Strategies
How phases fan out into agent steps at run time.
A schema's phases declare what a step does; a strategy decides how the phase is rendered into one or more agent invocations at run time. A phase picks a strategy by name (strategy: task-group-implement), and the runner consults the matching strategy template to render the agent's system prompt and, where relevant, expand the phase into multiple sub-steps.
contractor ships five named strategies. They live in packages/cli/src/lib/slash-commands/strategies.ts and consume templates from packages/cli/schemas/commands/strategies/.
artifact-loop
Walks every artifact in the schema's artifacts: list and renders each one's instruction as a subsection. The agent's system prompt lists the artifact ids and the schema flag (--schema <name>), then walks the agent through producing each artifact in dependency order.
Used by: the propose phase in both contractor-base and contractor-lite. This is what /contractor:propose invokes.
task-group-implement
Reads tasks.md (or whatever file the phase's tracks: field names) and expands the phase into one agent sub-step per incomplete task-group. Each sub-step gets its own runs row, its own log, and a system prompt scoped to that single group's unchecked checkboxes. The pipeline enforces commit-per-group: a sub-step that exits without a new commit is treated as failure.

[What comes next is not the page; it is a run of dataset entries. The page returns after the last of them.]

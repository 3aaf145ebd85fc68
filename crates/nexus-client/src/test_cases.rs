//! Test-case endpoints.

use nexus_core::entities::TestCase;
use nexus_core::filters::TestFilter;
use nexus_core::forms::{Form, NewTestCase};

use crate::http::disposition_filename;
use crate::{Ack, ApiClient, error::ApiError};

/// A downloaded test file.
#[derive(Debug, Clone, PartialEq, Eq)]
pub struct Download {
    /// Name from `Content-Disposition`, if the server sent one.
    pub filename: Option<String>,
    pub bytes: Vec<u8>,
}

impl ApiClient {
    /// `GET /tests`. `approved_only` is always sent.
    ///
    /// # Errors
    ///
    /// Returns [`ApiError`] if the request fails or the body cannot be parsed.
    pub async fn list_tests(&self, filter: &TestFilter) -> Result<Vec<TestCase>, ApiError> {
        self.get_json("/tests", &filter.query_pairs()).await
    }

    /// `POST /tests`.
    ///
    /// # Errors
    ///
    /// Returns [`ApiError`] on transport failure or a rejected submission.
    pub async fn create_test(&self, form: &NewTestCase) -> Result<Ack, ApiError> {
        self.post_query("/tests", &form.query_pairs()).await
    }

    /// Browser URL of `GET /tests/{id}/download`.
    #[must_use]
    pub fn download_url(&self, id: i64) -> String {
        self.url(&format!("/tests/{id}/download"), &[])
    }

    /// `GET /tests/{id}/download`. The server counts the download.
    ///
    /// # Errors
    ///
    /// Returns [`ApiError`] on transport failure or an unknown id.
    pub async fn download_test(&self, id: i64) -> Result<Download, ApiError> {
        let resp = self.send_get(&self.download_url(id)).await?;
        let filename = resp
            .headers()
            .get(reqwest::header::CONTENT_DISPOSITION)
            .and_then(|value| value.to_str().ok())
            .and_then(disposition_filename);
        let bytes = resp.bytes().await?.to_vec();
        Ok(Download { filename, bytes })
    }

    /// `POST /tests/{id}/approve` or `/unapprove`. Staff only.
    ///
    /// # Errors
    ///
    /// [`ApiError::Api`] with status 403 for non-staff callers.
    pub async fn set_test_approval(&self, id: i64, approve: bool) -> Result<Ack, ApiError> {
        let action = if approve { "approve" } else { "unapprove" };
        self.post_query(&format!("/tests/{id}/{action}"), &[]).await
    }
}
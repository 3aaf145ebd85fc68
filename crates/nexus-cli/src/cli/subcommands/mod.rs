pub mod auth;
pub mod disputes;
pub mod resources;
pub mod votes;

pub use auth::AuthCommands;
pub use disputes::DisputeCommands;
pub use resources::ResourceCommands;
pub use tests::TestCommands;
pub use votes::VoteCommands;
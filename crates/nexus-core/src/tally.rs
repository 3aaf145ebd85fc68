//! Vote tallies for polls and disputes.
//!
//! A share is `count / total * 100`. When nobody has voted yet every share is
//! 0%, never a division by zero.

use serde::Serialize;

/// One tallied option: its raw count and its share of all votes.
#[derive(Debug, Clone, Copy, PartialEq, Serialize)]
pub struct Share {
    pub count: u64,
    /// Share of the total in percent, `0.0..=100.0`.
    pub percent: f64,
}

impl Share {
    /// Percentage rounded half away from zero, as shown next to a bar.
    #[must_use]
    #[allow(clippy::cast_possible_truncation, clippy::cast_sign_loss)]
    pub fn rounded(&self) -> u8 {
        self.percent.round().clamp(0.0, 100.0) as u8
    }

    /// `"42%"`.
    #[must_use]
    pub fn label(&self) -> String {
        format!("{}%", self.rounded())
    }
}

/// Compute each count's share of the sum of all counts.
#[must_use]
#[allow(clippy::cast_precision_loss)]
pub fn shares(counts: &[u64]) -> Vec<Share> {
    let total: u64 = counts.iter().sum();
    counts
        .iter()
        .map(|&count| Share {
            count,
            percent: if total == 0 {
                0.0
            } else {
                count as f64 / total as f64 * 100.0
            },
        })
        .collect()
}
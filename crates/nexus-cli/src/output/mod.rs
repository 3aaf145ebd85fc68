use serde::Serialize;
use serde_json::Value;

use crate::cli::OutputFormat;
use crate::ui;

pub mod table;

/// A list entry with a fixed column layout for `--format table`.
pub trait TableRow {
    const HEADERS: &'static [&'static str];

    fn cells(&self) -> Vec<String>;
}

/// Render a serializable response to a string in the requested format.
pub fn render<T: Serialize>(value: &T, format: OutputFormat) -> anyhow::Result<String> {
    match format {
        OutputFormat::Json => Ok(serde_json::to_string_pretty(value)?),
        OutputFormat::Table => render_table(value),
        OutputFormat::Raw => Ok(serde_json::to_string(value)?),
    }
}

/// Print a serializable response in the requested format.
pub fn output<T: Serialize>(value: &T, format: OutputFormat) -> anyhow::Result<()> {
    let rendered = render(value, format)?;
    println!("{rendered}");
    Ok(())
}

/// A page as text: banner lines, then rows or the empty-state text.
pub struct Listing<'a, R> {
    pub preamble: Vec<String>,
    pub rows: &'a [R],
    pub empty_text: Option<&'a str>,
}

/// Print a page. JSON formats print `view` whole; the table format prints
/// the listing.
pub fn output_listing<T: Serialize, R: TableRow>(
    view: &T,
    listing: &Listing<'_, R>,
    format: OutputFormat,
) -> anyhow::Result<()> {
    match format {
        OutputFormat::Json | OutputFormat::Raw => output(view, format),
        OutputFormat::Table => {
            println!("{}", render_listing(listing));
            Ok(())
        }
    }
}

fn render_listing<R: TableRow>(listing: &Listing<'_, R>) -> String {
    let mut out = listing.preamble.clone();
    if listing.rows.is_empty() {
        out.push(listing.empty_text.unwrap_or("(no rows)").to_string());
    } else {
        let rows = listing.rows.iter().map(TableRow::cells).collect::<Vec<_>>();
        out.push(table::render_entity_table(R::HEADERS, &rows, table_options()));
    }
    out.join("\n")
}

fn table_options() -> table::TableOptions {
    let prefs = ui::prefs();
    table::TableOptions {
        max_width: prefs.term_width,
        color: prefs.table_color,
    }
}

fn render_table<T: Serialize>(value: &T) -> anyhow::Result<String> {
    let options = table_options();

    let value = serde_json::to_value(value)?;
    match value {
        Value::Array(items) => Ok(render_array_table(&items)),
        Value::Object(map) => {
            let headers = ["key", "value"];
            let rows = map
                .into_iter()
                .map(|(key, value)| vec![key, value_to_cell(&value)])
                .collect::<Vec<_>>();
            Ok(table::render_entity_table(&headers, &rows, options))
        }
        scalar => {
            let headers = ["value"];
            let rows = vec![vec![value_to_cell(&scalar)]];
            Ok(table::render_entity_table(&headers, &rows, options))
        }
    }
}

fn render_array_table(items: &[Value]) -> String {
    if items.is_empty() {
        return String::from("(no rows)");
    }

    let mut headers = Vec::<String>::new();
    for map in items.iter().filter_map(Value::as_object) {
        for key in map.keys() {
            if !headers.contains(key) {
                headers.push(key.clone());
            }
        }
    }

    if headers.is_empty() {
        let rows = items
            .iter()
            .map(|item| vec![value_to_cell(item)])
            .collect::<Vec<_>>();
        return table::render_entity_table(&["value"], &rows, table_options());
    }

    let header_refs = headers.iter().map(String::as_str).collect::<Vec<_>>();
    let rows = items
        .iter()
        .filter_map(Value::as_object)
        .map(|map| {
            headers
                .iter()
                .map(|header| map.get(header).map_or_else(|| String::from("-"), value_to_cell))
                .collect::<Vec<_>>()
        })
        .collect::<Vec<_>>();

    table::render_entity_table(&header_refs, &rows, table_options())
}

fn value_to_cell(value: &Value) -> String {
    match value {
        Value::Null => String::from("-"),
        Value::Bool(v) => v.to_string(),
        Value::Number(v) => v.to_string(),
        Value::String(v) => v.clone(),
        other => serde_json::to_string(other).unwrap_or_else(|_| String::from("<invalid-json>")),
    }
}

#[cfg(test)]
mod tests {
    use pretty_assertions::assert_eq;
    use serde::Serialize;

    use super::{Listing, TableRow, render, render_listing};
    use crate::cli::OutputFormat;

    #[derive(Serialize)]
    struct Example {
        id: i64,
        title: &'static str,
    }

    impl TableRow for Example {
        const HEADERS: &'static [&'static str] = &["id", "title"];

        fn cells(&self) -> Vec<String> {
            vec![self.id.to_string(), self.title.to_string()]
        }
    }

    #[test]
    fn raw_render_is_single_line_json() {
        let out = render(&Example { id: 3, title: "x" }, OutputFormat::Raw).expect("render");
        let parsed: serde_json::Value = serde_json::from_str(&out).expect("json should parse");
        assert_eq!(parsed["id"], 3);
        assert!(!out.contains('\n'));
    }

    #[test]
    fn object_table_lists_keys() {
        let out = render(&Example { id: 3, title: "x" }, OutputFormat::Table).expect("render");
        assert!(out.lines().next().is_some_and(|line| line.contains("key")));
        assert!(out.contains("title"));
    }

    #[test]
    fn empty_listing_prints_empty_text_after_banner() {
        let listing: Listing<'_, Example> = Listing {
            preamble: vec!["Live Disputes".into()],
            rows: &[],
            empty_text: Some("No disputes found"),
        };
        assert_eq!(render_listing(&listing), "Live Disputes\nNo disputes found");
    }

    #[test]
    fn listing_uses_row_headers_in_order() {
        let rows = [Example { id: 12, title: "Pipes" }];
        let listing = Listing {
            preamble: Vec::new(),
            rows: &rows,
            empty_text: None,
        };
        let out = render_listing(&listing);
        let header = out.lines().next().expect("header line");
        assert!(header.find("id") < header.find("title"));
        assert!(out.contains("Pipes"));
    }
}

The strategy template inlines the testing partial into a verify-block region of the prompt. When contractor/partials/testing.md is empty or missing, the block is stripped and the agent receives the stack-agnostic prose instead.
Used by: the implement phase in both contractor-base and contractor-lite.
parallel-agents
Renders the phase's agents: list as N agent sections, one per declared sub-agent. The runner spawns each sub-agent in parallel against the same diff and aggregates their findings into a single consolidated report.
Used by: the review phase in contractor-base. The four sub-agents are reuse, quality, efficiency, and blueprint-compliance.
agent
The pass-through strategy: it emits the phase's instruction: field verbatim as the system prompt, with no template wrapping. Use this for phases that do not need fan-out, sub-agents, or partial inlining — typically a single-agent prompt with a fixed playbook.
Used by: the close phase in both schemas, and the review phase in contractor-lite (single-agent review by design).
rebase-review
Renders a rebase-aware system prompt that primes the agent for post-rebase artifact reconciliation: comparing the blueprint's delta specs against the global requirements that landed during the rebase, and updating proposal/requirements/design/tasks where the rebase invalidated their premises.
Used by: the rebase phase in contractor-base. Today the rebase phase is not in the default pipeline — invoke it via a custom pipeline or directly via contractor blueprint phase <name> rebase.
Phase-to-strategy mapping today
| Schema | propose | implement | review | rebase | close |
|---|---|---|---|---|---|
contractor-base | artifact-loop | task-group-implement | parallel-agents | rebase-review | agent |
contractor-lite | artifact-loop | task-group-implement | agent | — | agent |
Strategies are a closed set — adding a new one is a CLI code change, not a YAML edit. Forking a schema lets you re-mix existing strategies (for example, swapping task-group-implement for agent to disable per-group fan-out), but it does not let you author new strategy templates from a schema YAML alone.